Em 93 kg, ele testou adaptação e provou que sabe comandar a distância mesmo com variações de força e alcance. Mas a pergunta é cruel: ele vai continuar construindo esse tipo de jogo ou a organização vai começar a mexer no xadrez com adversários que punem mais cedo?
Se a equipe continuar com o mesmo nível de estudo, a tendência é ele consolidar. Se não, o retorno aos 84 kg volta a fazer sentido pela familiaridade de parâmetros. Por ora, a resposta está no octógono. E no UFC 327, a resposta foi firme.
O Veredito Jogo Hoje
O que a gente viu no UFC 327 não foi “um golpe da hora”. Foi uma estreia na divisão com leitura de distância, controle de jab e execução de plano de luta até o nocaute no terceiro round. Quando um atleta consegue transformar estudo em resultado contra um invicto ranqueado, a mensagem é simples: a mudança de peso não foi aposta, foi projeto.
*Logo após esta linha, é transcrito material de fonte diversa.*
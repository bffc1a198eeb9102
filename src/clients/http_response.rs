//! HTTP response type.

use std::collections::HashMap;

/// An HTTP response from the Petstore API.
///
/// Header names are lower-cased; a header may carry several values.
#[derive(Clone, Debug)]
pub struct HttpResponse {
    /// The HTTP status code.
    pub code: u16,
    /// Response headers.
    pub headers: HashMap<String, Vec<String>>,
    /// The response body.
    ///
    /// JSON bodies are parsed; any other text is kept as a JSON string and an
    /// empty body is `null`.
    pub body: serde_json::Value,
    /// Seconds to wait before retrying (from the `Retry-After` header).
    pub retry_request_after: Option<f64>,
}

impl HttpResponse {
    /// Creates a new `HttpResponse`, parsing `Retry-After` from the headers.
    #[must_use]
    pub fn new(code: u16, headers: HashMap<String, Vec<String>>, body: serde_json::Value) -> Self {
        let retry_request_after = headers
            .get("retry-after")
            .and_then(|values| values.first())
            .and_then(|value| value.trim().parse::<f64>().ok())
            .filter(|secs| secs.is_finite() && *secs >= 0.0);

        Self {
            code,
            headers,
            body,
            retry_request_after,
        }
    }

    /// Builds a response from raw body text.
    #[must_use]
    pub fn from_text(code: u16, headers: HashMap<String, Vec<String>>, text: &str) -> Self {
        let body = if text.trim().is_empty() {
            serde_json::Value::Null
        } else {
            serde_json::from_str(text)
                .unwrap_or_else(|_| serde_json::Value::String(text.to_string()))
        };
        Self::new(code, headers, body)
    }

    /// Returns `true` if the response status code is in the 2xx range.
    #[must_use]
    pub const fn is_ok(&self) -> bool {
        self.code >= 200 && self.code <= 299
    }

    /// Returns the first value of a header.
    #[must_use]
    pub fn header(&self, name: &str) -> Option<&str> {
        self.headers
            .get(&name.to_lowercase())
            .and_then(|values| values.first())
            .map(String::as_str)
    }

    /// Returns the `X-Request-Id` header value, if present.
    #[must_use]
    pub fn request_id(&self) -> Option<&str> {
        self.header("x-request-id")
    }

    /// Returns the `Deprecation` header value, if present.
    #[must_use]
    pub fn deprecation(&self) -> Option<&str> {
        self.header("deprecation")
    }

    /// Returns a human-readable error message for this response.
    ///
    /// Uses the `message` field of a Petstore `ApiResponse` body when present,
    /// then a plain string body, then the serialized body.
    #[must_use]
    pub fn error_message(&self) -> String {
        match &self.body {
            serde_json::Value::Object(map) => map
                .get("message")
                .and_then(serde_json::Value::as_str)
                .map_or_else(|| self.body.to_string(), ToString::to_string),
            serde_json::Value::String(text) => text.clone(),
            serde_json::Value::Null => format!("status {}", self.code),
            other => other.to_string(),
        }
    }
}

#[cfg(test)]
mod tests {
    use super::*;
    use serde_json::json;

    #[test]
    fn test_is_ok_returns_true_for_2xx() {
        for code in 200..=299 {
            let response = HttpResponse::new(code, HashMap::new(), json!({}));
            assert!(response.is_ok(), "Expected is_ok() for code {code}");
        }
    }

    #[test]
    fn test_is_ok_returns_false_for_4xx_and_5xx() {
        for code in [400, 404, 405, 429, 500] {
            assert!(!HttpResponse::new(code, HashMap::new(), json!({})).is_ok());
        }
    }

    #[test]
    fn test_retry_after_parsing() {
        let mut headers = HashMap::new();
        headers.insert("retry-after".to_string(), vec!["2.5".to_string()]);

        let response = HttpResponse::new(429, headers, json!({}));
        assert!((response.retry_request_after.unwrap() - 2.5).abs() < f64::EPSILON);
    }

    #[test]
    fn test_negative_retry_after_is_ignored() {
        let mut headers = HashMap::new();
        headers.insert("retry-after".to_string(), vec!["-1".to_string()]);

        let response = HttpResponse::new(429, headers, json!({}));
        assert!(response.retry_request_after.is_none());
    }

    #[test]
    fn test_from_text_parses_json_and_keeps_plain_text() {
        let response = HttpResponse::from_text(200, HashMap::new(), r#"{"sold": 3}"#);
        assert_eq!(response.body, json!({"sold": 3}));

        let response = HttpResponse::from_text(500, HashMap::new(), "upstream down");
        assert_eq!(response.body, json!("upstream down"));

        let response = HttpResponse::from_text(200, HashMap::new(), "");
        assert!(response.body.is_null());
    }

    #[test]
    fn test_request_id_extraction() {
        let mut headers = HashMap::new();
        headers.insert("x-request-id".to_string(), vec!["abc-123".to_string()]);

        let response = HttpResponse::new(200, headers, json!({}));
        assert_eq!(response.request_id(), Some("abc-123"));
        assert_eq!(response.header("X-Request-Id"), Some("abc-123"));
    }

    #[test]
    fn test_error_message_prefers_api_response_message() {
        let response = HttpResponse::new(
            404,
            HashMap::new(),
            json!({"code": 1, "type": "error", "message": "Order not found"}),
        );
        assert_eq!(response.error_message(), "Order not found");

        let response = HttpResponse::new(400, HashMap::new(), json!("Invalid ID supplied"));
        assert_eq!(response.error_message(), "Invalid ID supplied");

        let response = HttpResponse::new(405, HashMap::new(), serde_json::Value::Null);
        assert_eq!(response.error_message(), "status 405");
    }
}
E projeto, no alto nível, é o que separa os que aparecem dos que comandam.
Perguntas Frequentes
Como foi a vitória de Paulo Borrachinha no UFC 327?
Paulo Costa venceu Azamat Murzakanov na estreia nos meio-pesados, garantindo nocaute no terceiro round, após impor uma sequência de ajustes táticos ao longo do combate.
O que Borrachinha disse sobre a estratégia usada contra Murzakanov?
Ele afirmou que o time montou tudo com semanas de treino e mapeamento do adversário, incluindo como bloquear o jab, controlar a leitura de distância e executar cada passo sem margem para erro.
Paulo Costa vai continuar nos meio-pesados ou voltar aos médios?
Ele ainda avalia a decisão. A vitória em 93 kg reforça a adaptação, mas a possibilidade de retorno aos 84 kg segue no radar, dependendo de como a equipe pretende manter o mesmo nível de execução e controle.